By all accounts, Benjamin Beezy was an outstanding and accomplished man. The Los Angeles native attended Emek Hebrew Academy, Milken Community High School, graduated summa cum laude from the University of Southern California, completed law school at the University of California, Irvine, and landed a job with a respected local law firm. 

Beezy was active in the Jewish community, especially Chabad. Along the way, he made lots of friends. One of them was Jonah Sanderson, now a second-year rabbinical student at the Academy for Jewish Religion California.

Two months ago, Sanderson, 29, heard that Beezy had taken his own life at the age of 31. 

Sanderson was shocked. It was hard to wrap his head around the fact that this seemingly healthy friend with two loving parents could do this. He felt compelled to do something in Beezy’s honor.

Sanderson asked Beezy’s parents, Tarzana residents Dr. Joseph Beezy, an emergency physician, and Miriam Beezy, an attorney, if they would approve of him organizing an event, in their son’s name, where people could talk about mental health and suicide. They said yes. And despite their overwhelming loss, they were intent on speaking at the event about Ben and his suicide, in hopes that they might help prevent others from a similar fate.

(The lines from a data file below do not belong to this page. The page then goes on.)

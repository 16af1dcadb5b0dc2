//! Time-bounded result cache in front of a `TrialSource`.
//!
//! Repeating the same search within the TTL is served from memory, so the
//! dashboard can re-run NER or re-render without hitting the registry again.

use std::num::NonZeroUsize;
use std::time::Duration;

use async_trait::async_trait;
use lru::LruCache;
use tokio::sync::Mutex;
use tokio::time::Instant;
use tracing::debug;

use trialnlp_common::{RawStudy, Result};

use crate::sources::TrialSource;

type CacheKey = (String, usize);

pub struct CachedTrialSource<S> {
    inner: S,
    ttl: Duration,
    entries: Mutex<LruCache<CacheKey, (Instant, Vec<RawStudy>)>>,
}

impl<S: TrialSource> CachedTrialSource<S> {
    pub fn new(inner: S, ttl: Duration, capacity: usize) -> Self {
        let capacity = NonZeroUsize::new(capacity).unwrap_or(NonZeroUsize::MIN);
        Self {
            inner,
            ttl,
            entries: Mutex::new(LruCache::new(capacity)),
        }
    }

    pub fn inner(&self) -> &S {
        &self.inner
    }

    pub async fn len(&self) -> usize {
        self.entries.lock().await.len()
    }

    pub async fn is_empty(&self) -> bool {
        self.len().await == 0
    }
}

#[async_trait]
impl<S: TrialSource> TrialSource for CachedTrialSource<S> {
    async fn search(&self, query: &str, max_results: usize) -> Result<Vec<RawStudy>> {
        let key = (query.trim().to_string(), max_results);

        {
            let mut entries = self.entries.lock().await;
            let fresh = entries
                .get(&key)
                .filter(|(stored_at, _)| stored_at.elapsed() < self.ttl)
                .map(|(_, studies)| studies.clone());
            if let Some(studies) = fresh {
                debug!(query = %key.0, max_results, "trial cache hit");
                return Ok(studies);
            }
            entries.pop(&key);
        }

        // Fetch without holding the lock; errors are not cached.
        let studies = self.inner.search(query, max_results).await?;
        self.entries
            .lock()
            .await
            .put(key, (Instant::now(), studies.clone()));
        Ok(studies)
    }
}

#[cfg(test)]
mod tests {
    use super::*;
    use std::sync::atomic::{AtomicUsize, Ordering};
    use trialnlp_common::TrialNlpError;

    struct CountingSource {
        calls: AtomicUsize,
        fail: bool,
    }

    impl CountingSource {
        fn new(fail: bool) -> Self {
            Self { calls: AtomicUsize::new(0), fail }
        }
    }

    #[async_trait]
    impl TrialSource for CountingSource {
        async fn search(&self, query: &str, max_results: usize) -> Result<Vec<RawStudy>> {
            self.calls.fetch_add(1, Ordering::SeqCst);
            if self.fail {
                return Err(TrialNlpError::Api { status: 503, body: "down".into() });
            }
            Ok((0..max_results)
                .map(|i| RawStudy {
                    nct_id: Some(format!("{query}-{i}")),
                    ..Default::default()
                })
                .collect())
        }
    }

    #[tokio::test]
    async fn test_second_call_is_cached() {
        let cache = CachedTrialSource::new(CountingSource::new(false), Duration::from_secs(60), 4);
        let a = cache.search("diabetes", 5).await.unwrap();
        let b = cache.search("diabetes", 5).await.unwrap();
        assert_eq!(a, b);
        assert_eq!(cache.inner().calls.load(Ordering::SeqCst), 1);

        // Different size is a different key
        cache.search("diabetes", 10).await.unwrap();
        assert_eq!(cache.inner().calls.load(Ordering::SeqCst), 2);
        assert_eq!(cache.len().await, 2);
    }

    #[tokio::test(start_paused = true)]
    async fn test_expired_entry_refetches() {
        let cache = CachedTrialSource::new(CountingSource::new(false), Duration::from_secs(60), 4);
        cache.search("asthma", 5).await.unwrap();
        tokio::time::advance(Duration::from_secs(61)).await;
        cache.search("asthma", 5).await.unwrap();
        assert_eq!(cache.inner().calls.load(Ordering::SeqCst), 2);
    }

    #[tokio::test]
    async fn test_errors_are_not_cached() {
        let cache = CachedTrialSource::new(CountingSource::new(true), Duration::from_secs(60), 4);
        assert!(cache.search("x", 5).await.is_err());
        assert!(cache.search("x", 5).await.is_err());
        assert_eq!(cache.inner().calls.load(Ordering::SeqCst), 2);
        assert!(cache.is_empty().await);
    }

    #[tokio::test]
    async fn test_capacity_evicts_least_recent() {
        let cache = CachedTrialSource::new(CountingSource::new(false), Duration::from_secs(60), 1);
        cache.search("a", 5).await.unwrap();
        cache.search("b", 5).await.unwrap();
        cache.search("a", 5).await.unwrap();
        assert_eq!(cache.inner().calls.load(Ordering::SeqCst), 3);
        assert_eq!(cache.len().await, 1);
    }
}
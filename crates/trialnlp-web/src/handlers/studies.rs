//! Studies tab: trial table, trial selector and highlighted trial text.

use axum::{
    extract::{Query, State},
    response::Html,
};

use crate::handlers::TrialQuery;
use crate::render::annotate::annotate_text_html;
use crate::render::{escape, info_box, page, plain_text_block, table, trial_selector, Frame, EMPTY_SESSION};
use crate::state::SharedState;

const TAB: &str = "studies";

/// GET /studies
pub async fn studies_page(State(state): State<SharedState>, Query(q): Query<TrialQuery>) -> Html<String> {
    let mut session = state.session.write().await;
    let frame = Frame::new(&session, &state.config);
    let Some(trial) = session.select(TAB, q.nct.as_deref()) else {
        return Html(page(&frame, TAB, &info_box(EMPTY_SESSION)));
    };

    let listing = table(
        &["nct_id", "title", "overall_status", "phase", "study_type", "sponsor"],
        session.trials.iter().map(|t| {
            vec![
                t.nct_id.clone(),
                t.title.clone(),
                t.overall_status.clone(),
                t.phase.clone(),
                t.study_type.clone(),
                t.sponsor.clone(),
            ]
        }),
    );

    let details = table(
        &["Field", "Value"],
        [
            ("nct_id", trial.nct_id.clone()),
            ("overall_status", trial.overall_status.clone()),
            ("phase", trial.phase.clone()),
            ("study_type", trial.study_type.clone()),
            ("sponsor", trial.sponsor.clone()),
            ("conditions", trial.conditions.join("; ")),
            ("interventions", trial.interventions.join("; ")),
        ]
        .into_iter()
        .map(|(k, v)| vec![k.to_string(), v]),
    );

    let display = &state.config.display;
    let text = if session.entities.is_empty() {
        plain_text_block(&trial.text_used_trunc)
    } else {
        annotate_text_html(
            &trial.text_used_trunc,
            session.mentions_for(&trial.nct_id),
            display.show_entity_tags,
            display.max_annotated_entities,
        )
    };

    let body = format!(
        r#"
{listing}
<hr>
<h2 class="section-title">Trial detail</h2>
{selector}
<p class="trial-title"><strong>{title}</strong></p>
{details}
{text}
"#,
        selector = trial_selector("/studies", &session.trials, &trial.nct_id),
        title = escape(&trial.title),
    );

    Html(page(&frame, TAB, &body))
}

Sanderson then reached out to Rabbi Richard Camras of Shomrei Torah Synagogue, whom he considers a mentor, to see if he could host the event at the West Hills temple. 

“He loved the idea,” Sanderson said. And so, on the evening of July 25, in front of about 200 people, some affiliated with Shomrei Torah and some not, the Beezys spoke briefly but compellingly about Ben.

“I almost took my own life a little less than two years ago. Raising awareness is, I think, the most important thing in making a change.” — Miriam Berman, 18

“If we can help save someone else, it would be so comforting,” Miriam Beezy said.

In addition to the Beezys, Sanderson arranged for seven speakers to share their perspectives on mental health and suicide, including Alyssa Berlin, a perinatal psychologist who called postpartum depression — which can lead to suicide — the “number one complication of pregnancy.” 

Berlin cheered the fact that “a growing subset of the ob-gyn community is seeing the importance of screening for PMADs [perinatal mood and anxiety disorders].” However, she said, “there is still a lot of stigma about it, so we don’t talk about it.”

Rabbi Michael Silonius, founder of The Sparta Project, which takes veterans experiencing post-traumatic stress disorder on six-day retreats that its website says are designed to “detoxify the warrior of moral injury,” talked about the cumulative effects of daily stress and the importance of spiritual care.

Bamby Salcedo, a transgender Latina and the head of the Los Angeles-based TransLatin@ Coalition, said the transgender community is about 50 years behind the lesbian, gay and bisexual communities in terms of finding acceptance. “We are at the bottom of the totem pole,” she said. She underscored the prevalence of mental health issues among her transgender peers and the importance of “connecting heart to heart” with others.

One of the most compelling panelists was Miriam Berman, 18, a recent high school graduate who shared her struggles with depression, anxiety, Obsessive Compulsive Disorder. and the fact that mental health issues run in her family. Her mother, Rabbi Sara Berman, another panelist, wrote a book about her own struggle that came out last year: “Ben’oni L’Benyamin: From Sorrow to Strength: My Journey With Depression.”  

“I almost took my own life a little less than two years ago,” Miriam said. Fortunately, she was immediately hospitalized. Although the ensuing hospital stay felt like a punishment at the time, she said, she credited it with saving her life. She also acknowledged that setbacks do happen. But today, she said, she feels certain of her calling: mental health advocacy and suicide prevention.

“I have been through it, so I know what it’s like,” she said. “Raising awareness is, I think, the most important thing in making a change.”